## EXERCISE PROMPT
Those lines of the data that hold the word "first" are to be copied out.

== Segment start ==

//! Rate limiting middleware for axum.

use std::net::SocketAddr;
use std::sync::Arc;

use axum::extract::{ConnectInfo, Request, State};
use axum::http::StatusCode;
use axum::middleware::Next;
use axum::response::{IntoResponse, Response};
use rand::distributions::Alphanumeric;
use rand::Rng;
use tracing::{debug, error, instrument};

use crate::ratelimit::{BucketKey, TokenBucketLimiter};
use crate::store::SharedStateStore;

/// Header consulted first for the client identity.
pub const FORWARDED_FOR: &str = "x-forwarded-for";

/// State shared by every request passing through [`enforce`].
pub struct RateLimitState<S: ?Sized> {
    /// The limiter instance
    limiter: Arc<TokenBucketLimiter<S>>,
    /// Bucket key namespace
    key_prefix: String,
}

impl<S: ?Sized> Clone for RateLimitState<S> {
    fn clone(&self) -> Self {
        Self {
            limiter: self.limiter.clone(),
            key_prefix: self.key_prefix.clone(),
        }
    }
}

impl<S: ?Sized> RateLimitState<S> {
    /// Create the middleware state. An empty prefix means `ratelimit:`.
    pub fn new(limiter: Arc<TokenBucketLimiter<S>>, key_prefix: &str) -> Self {
        Self {
            limiter,
            key_prefix: key_prefix.to_string(),
        }
    }
}

/// Admit or reject a request based on its client's bucket.
///
/// Allowed requests go to the next handler, denied ones get
/// `429 Too Many Requests`, and limiter failures get `500`.
#[instrument(skip_all, fields(method = %request.method(), path = %request.uri().path()))]
pub async fn enforce<S>(
    State(state): State<RateLimitState<S>>,
    request: Request,
    next: Next,
) -> Response
where
    S: SharedStateStore + ?Sized + 'static,
{
    let key = BucketKey::new(&state.key_prefix, &client_identity(&request));

    match state.limiter.allow(&key.to_store_key()).await {
        Ok(true) => next.run(request).await,
        Ok(false) => {
            debug!(key = %key, "Request rate limited");
            (StatusCode::TOO_MANY_REQUESTS, "Too Many Requests").into_response()
        }
        Err(e) => {
            error!(key = %key, error = %e, "Rate limiter failed");
            (StatusCode::INTERNAL_SERVER_ERROR, "internal error").into_response()
        }
    }
}

/// Derive the client identity for a request.
///
/// Uses the first `X-Forwarded-For` entry, then the peer address, and
/// otherwise a random identity so unknown clients never share a bucket.
pub fn client_identity<B>(request: &axum::http::Request<B>) -> String {
    let forwarded = request
        .headers()
        .get(FORWARDED_FOR)
        .and_then(|v| v.to_str().ok())
        .and_then(|v| v.split(',').next())
        .map(str::trim)
        .filter(|v| !v.is_empty());
    if let Some(client) = forwarded {
        return client.to_string();
    }

    if let Some(ConnectInfo(peer)) = request.extensions().get::<ConnectInfo<SocketAddr>>() {
        return peer.ip().to_string();
    }

    anonymous_identity()
}

fn anonymous_identity() -> String {
    let id: String = rand::thread_rng()
        .sample_iter(&Alphanumeric)
        .take(12)
        .map(|c| char::from(c).to_ascii_lowercase())
        .collect();
    format!("anon-{}", id)
}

== Segment end ==

## RESULT FOR THIS EXERCISE
/// Header consulted first for the client identity.
/// Uses the first `X-Forwarded-For` entry, then the peer address, and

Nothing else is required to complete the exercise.